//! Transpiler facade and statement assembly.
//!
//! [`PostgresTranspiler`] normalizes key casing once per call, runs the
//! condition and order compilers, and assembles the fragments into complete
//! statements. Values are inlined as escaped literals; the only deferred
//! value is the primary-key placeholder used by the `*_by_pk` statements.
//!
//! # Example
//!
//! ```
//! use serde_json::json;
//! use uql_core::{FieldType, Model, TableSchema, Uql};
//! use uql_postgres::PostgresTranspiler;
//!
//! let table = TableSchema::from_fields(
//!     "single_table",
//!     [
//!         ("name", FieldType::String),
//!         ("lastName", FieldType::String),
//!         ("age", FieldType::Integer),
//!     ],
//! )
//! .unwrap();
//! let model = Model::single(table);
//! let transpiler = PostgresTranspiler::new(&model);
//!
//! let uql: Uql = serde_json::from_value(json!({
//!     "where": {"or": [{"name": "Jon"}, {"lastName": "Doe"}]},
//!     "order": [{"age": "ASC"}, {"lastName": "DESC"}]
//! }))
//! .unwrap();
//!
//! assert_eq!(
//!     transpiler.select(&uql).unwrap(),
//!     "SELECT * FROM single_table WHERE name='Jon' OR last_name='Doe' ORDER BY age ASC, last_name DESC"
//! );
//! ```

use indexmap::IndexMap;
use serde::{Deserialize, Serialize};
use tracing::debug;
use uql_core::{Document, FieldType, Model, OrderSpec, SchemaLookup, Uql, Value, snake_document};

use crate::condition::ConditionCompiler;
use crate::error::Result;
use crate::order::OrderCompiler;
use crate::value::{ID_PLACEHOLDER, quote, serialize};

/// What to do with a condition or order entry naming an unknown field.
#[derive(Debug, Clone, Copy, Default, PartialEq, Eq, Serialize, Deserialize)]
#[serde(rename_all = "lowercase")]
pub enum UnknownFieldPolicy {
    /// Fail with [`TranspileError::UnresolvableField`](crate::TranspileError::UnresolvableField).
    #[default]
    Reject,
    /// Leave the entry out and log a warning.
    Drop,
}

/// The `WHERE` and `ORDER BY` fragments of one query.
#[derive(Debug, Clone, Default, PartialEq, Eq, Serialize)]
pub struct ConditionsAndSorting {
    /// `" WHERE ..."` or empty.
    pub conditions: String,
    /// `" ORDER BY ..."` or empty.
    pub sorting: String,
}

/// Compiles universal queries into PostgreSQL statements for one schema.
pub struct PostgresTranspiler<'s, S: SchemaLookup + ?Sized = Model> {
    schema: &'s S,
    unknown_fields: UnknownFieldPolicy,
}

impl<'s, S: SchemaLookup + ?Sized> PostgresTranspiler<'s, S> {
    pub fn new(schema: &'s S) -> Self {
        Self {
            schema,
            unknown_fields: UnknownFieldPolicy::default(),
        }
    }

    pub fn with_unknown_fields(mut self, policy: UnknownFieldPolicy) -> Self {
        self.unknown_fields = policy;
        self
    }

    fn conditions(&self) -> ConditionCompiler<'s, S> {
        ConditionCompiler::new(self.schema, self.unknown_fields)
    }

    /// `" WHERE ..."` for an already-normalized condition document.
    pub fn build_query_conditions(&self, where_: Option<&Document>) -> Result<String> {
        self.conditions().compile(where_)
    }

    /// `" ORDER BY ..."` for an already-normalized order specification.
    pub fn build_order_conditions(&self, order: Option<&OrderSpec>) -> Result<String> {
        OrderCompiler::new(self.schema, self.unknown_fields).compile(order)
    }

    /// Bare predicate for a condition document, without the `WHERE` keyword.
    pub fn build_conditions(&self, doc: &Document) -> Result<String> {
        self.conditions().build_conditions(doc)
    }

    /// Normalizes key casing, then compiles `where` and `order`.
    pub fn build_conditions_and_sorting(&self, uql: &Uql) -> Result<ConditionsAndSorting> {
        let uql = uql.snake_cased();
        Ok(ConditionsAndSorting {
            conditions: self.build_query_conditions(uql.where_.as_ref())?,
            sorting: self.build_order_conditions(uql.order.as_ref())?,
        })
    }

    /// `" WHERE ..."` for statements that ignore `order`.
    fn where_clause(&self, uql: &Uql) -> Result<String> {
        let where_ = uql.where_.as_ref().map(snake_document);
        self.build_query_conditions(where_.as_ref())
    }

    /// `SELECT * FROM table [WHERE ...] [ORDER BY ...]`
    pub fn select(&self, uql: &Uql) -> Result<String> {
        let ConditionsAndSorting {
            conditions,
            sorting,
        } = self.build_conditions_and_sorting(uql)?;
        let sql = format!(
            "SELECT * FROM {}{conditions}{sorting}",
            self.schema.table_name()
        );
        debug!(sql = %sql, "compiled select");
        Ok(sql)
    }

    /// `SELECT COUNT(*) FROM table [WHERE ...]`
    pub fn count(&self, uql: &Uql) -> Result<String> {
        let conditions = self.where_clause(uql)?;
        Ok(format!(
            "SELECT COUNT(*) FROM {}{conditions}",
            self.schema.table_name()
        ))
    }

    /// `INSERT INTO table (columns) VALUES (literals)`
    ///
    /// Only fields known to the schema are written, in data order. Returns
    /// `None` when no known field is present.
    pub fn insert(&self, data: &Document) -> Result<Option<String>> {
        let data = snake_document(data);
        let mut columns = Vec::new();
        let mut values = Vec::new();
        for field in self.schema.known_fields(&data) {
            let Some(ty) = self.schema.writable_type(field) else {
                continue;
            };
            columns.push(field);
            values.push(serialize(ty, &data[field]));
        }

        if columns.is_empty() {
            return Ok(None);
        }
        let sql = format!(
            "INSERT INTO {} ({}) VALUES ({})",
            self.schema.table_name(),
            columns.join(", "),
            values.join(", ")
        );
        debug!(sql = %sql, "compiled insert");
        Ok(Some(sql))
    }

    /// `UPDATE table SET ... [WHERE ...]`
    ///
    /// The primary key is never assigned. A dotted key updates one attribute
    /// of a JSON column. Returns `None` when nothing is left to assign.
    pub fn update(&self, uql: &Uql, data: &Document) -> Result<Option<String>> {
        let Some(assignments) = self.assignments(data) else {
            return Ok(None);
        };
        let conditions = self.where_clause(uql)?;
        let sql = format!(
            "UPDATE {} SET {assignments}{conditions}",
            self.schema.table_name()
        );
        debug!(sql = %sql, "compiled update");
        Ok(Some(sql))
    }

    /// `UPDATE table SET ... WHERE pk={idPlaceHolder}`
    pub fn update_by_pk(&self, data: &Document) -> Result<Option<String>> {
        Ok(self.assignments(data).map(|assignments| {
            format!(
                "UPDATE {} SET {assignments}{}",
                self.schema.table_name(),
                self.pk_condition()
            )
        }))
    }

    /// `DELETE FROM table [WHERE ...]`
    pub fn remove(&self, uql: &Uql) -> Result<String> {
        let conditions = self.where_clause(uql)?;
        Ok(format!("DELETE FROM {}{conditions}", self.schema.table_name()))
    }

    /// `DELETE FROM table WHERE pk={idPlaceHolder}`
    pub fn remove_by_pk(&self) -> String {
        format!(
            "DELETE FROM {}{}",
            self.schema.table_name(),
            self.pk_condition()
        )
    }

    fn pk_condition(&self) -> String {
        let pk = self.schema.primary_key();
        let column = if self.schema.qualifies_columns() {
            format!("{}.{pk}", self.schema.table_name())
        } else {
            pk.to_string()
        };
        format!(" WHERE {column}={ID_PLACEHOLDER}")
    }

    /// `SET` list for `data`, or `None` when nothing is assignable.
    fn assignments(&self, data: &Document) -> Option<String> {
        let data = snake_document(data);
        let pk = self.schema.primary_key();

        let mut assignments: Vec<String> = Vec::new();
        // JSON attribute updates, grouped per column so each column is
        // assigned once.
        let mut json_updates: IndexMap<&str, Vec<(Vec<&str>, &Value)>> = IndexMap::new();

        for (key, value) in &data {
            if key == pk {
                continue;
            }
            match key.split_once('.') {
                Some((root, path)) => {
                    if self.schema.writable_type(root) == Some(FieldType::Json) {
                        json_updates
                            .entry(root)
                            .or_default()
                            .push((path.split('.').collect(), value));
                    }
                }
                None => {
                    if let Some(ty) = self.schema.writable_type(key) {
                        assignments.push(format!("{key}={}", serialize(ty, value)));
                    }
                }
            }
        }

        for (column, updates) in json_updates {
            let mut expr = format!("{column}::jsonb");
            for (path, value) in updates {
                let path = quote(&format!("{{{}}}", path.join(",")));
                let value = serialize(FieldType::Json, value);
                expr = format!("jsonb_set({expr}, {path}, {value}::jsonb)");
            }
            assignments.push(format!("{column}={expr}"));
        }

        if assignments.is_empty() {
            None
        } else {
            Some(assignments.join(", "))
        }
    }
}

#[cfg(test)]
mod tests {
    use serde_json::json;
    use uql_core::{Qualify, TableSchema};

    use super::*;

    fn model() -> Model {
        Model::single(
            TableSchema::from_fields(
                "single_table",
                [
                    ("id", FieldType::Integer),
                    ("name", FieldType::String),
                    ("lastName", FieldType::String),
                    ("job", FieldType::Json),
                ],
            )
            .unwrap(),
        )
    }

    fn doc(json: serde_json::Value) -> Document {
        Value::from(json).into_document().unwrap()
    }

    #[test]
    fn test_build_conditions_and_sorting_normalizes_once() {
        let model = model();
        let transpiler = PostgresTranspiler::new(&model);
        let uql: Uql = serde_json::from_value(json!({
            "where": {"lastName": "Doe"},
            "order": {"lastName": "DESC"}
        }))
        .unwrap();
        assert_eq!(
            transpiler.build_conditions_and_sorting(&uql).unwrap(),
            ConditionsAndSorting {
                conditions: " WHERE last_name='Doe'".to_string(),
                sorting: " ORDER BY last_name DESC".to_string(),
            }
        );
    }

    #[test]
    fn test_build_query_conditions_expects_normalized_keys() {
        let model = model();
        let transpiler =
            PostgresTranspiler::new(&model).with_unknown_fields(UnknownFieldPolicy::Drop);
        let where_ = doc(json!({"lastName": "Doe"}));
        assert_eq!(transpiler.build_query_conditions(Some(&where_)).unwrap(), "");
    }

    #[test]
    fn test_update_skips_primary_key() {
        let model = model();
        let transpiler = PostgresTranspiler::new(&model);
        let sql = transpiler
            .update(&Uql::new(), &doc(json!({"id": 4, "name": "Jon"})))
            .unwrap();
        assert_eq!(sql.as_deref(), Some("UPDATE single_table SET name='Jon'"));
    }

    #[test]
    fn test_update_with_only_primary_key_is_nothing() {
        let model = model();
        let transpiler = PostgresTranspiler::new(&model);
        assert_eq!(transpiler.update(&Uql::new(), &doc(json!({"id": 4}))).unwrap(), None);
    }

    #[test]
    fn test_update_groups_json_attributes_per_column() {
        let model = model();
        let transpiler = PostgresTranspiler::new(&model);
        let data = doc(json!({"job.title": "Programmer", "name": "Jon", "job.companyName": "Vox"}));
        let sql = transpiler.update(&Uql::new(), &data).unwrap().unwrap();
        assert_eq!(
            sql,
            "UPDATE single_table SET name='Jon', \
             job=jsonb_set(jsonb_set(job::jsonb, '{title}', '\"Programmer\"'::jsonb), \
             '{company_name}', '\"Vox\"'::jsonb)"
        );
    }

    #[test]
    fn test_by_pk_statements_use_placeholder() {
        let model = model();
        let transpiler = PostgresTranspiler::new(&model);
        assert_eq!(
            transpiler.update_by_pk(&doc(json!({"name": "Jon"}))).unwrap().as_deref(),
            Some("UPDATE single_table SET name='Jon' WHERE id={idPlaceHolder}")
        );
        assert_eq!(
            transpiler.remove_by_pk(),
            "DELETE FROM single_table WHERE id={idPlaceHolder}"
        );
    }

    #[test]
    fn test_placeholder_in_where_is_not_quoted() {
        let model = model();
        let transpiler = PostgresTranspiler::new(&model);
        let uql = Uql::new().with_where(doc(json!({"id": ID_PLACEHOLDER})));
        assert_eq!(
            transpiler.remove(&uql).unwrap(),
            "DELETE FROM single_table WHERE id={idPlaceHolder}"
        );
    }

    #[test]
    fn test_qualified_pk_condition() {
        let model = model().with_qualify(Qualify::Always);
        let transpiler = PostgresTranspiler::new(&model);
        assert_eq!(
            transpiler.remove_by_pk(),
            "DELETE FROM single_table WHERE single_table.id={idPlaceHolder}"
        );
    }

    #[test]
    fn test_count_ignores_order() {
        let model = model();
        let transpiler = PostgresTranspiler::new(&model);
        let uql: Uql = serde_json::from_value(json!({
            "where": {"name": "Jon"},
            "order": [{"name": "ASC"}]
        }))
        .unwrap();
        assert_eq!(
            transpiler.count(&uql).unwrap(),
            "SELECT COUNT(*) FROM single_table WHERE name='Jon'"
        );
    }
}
====================
__What is expected__: The line above containing "Bare predicate for", the line containing "pub fn build_conditions_and_sorting(&self, uql: &Uql)", and every line between them are to be transcribed exactly; no other line is wanted.

__Response to the task__:
    /// Bare predicate for a condition document, without the `WHERE` keyword.
    pub fn build_conditions(&self, doc: &Document) -> Result<String> {
        self.conditions().build_conditions(doc)
    }

    /// Normalizes key casing, then compiles `where` and `order`.
    pub fn build_conditions_and_sorting(&self, uql: &Uql) -> Result<ConditionsAndSorting> {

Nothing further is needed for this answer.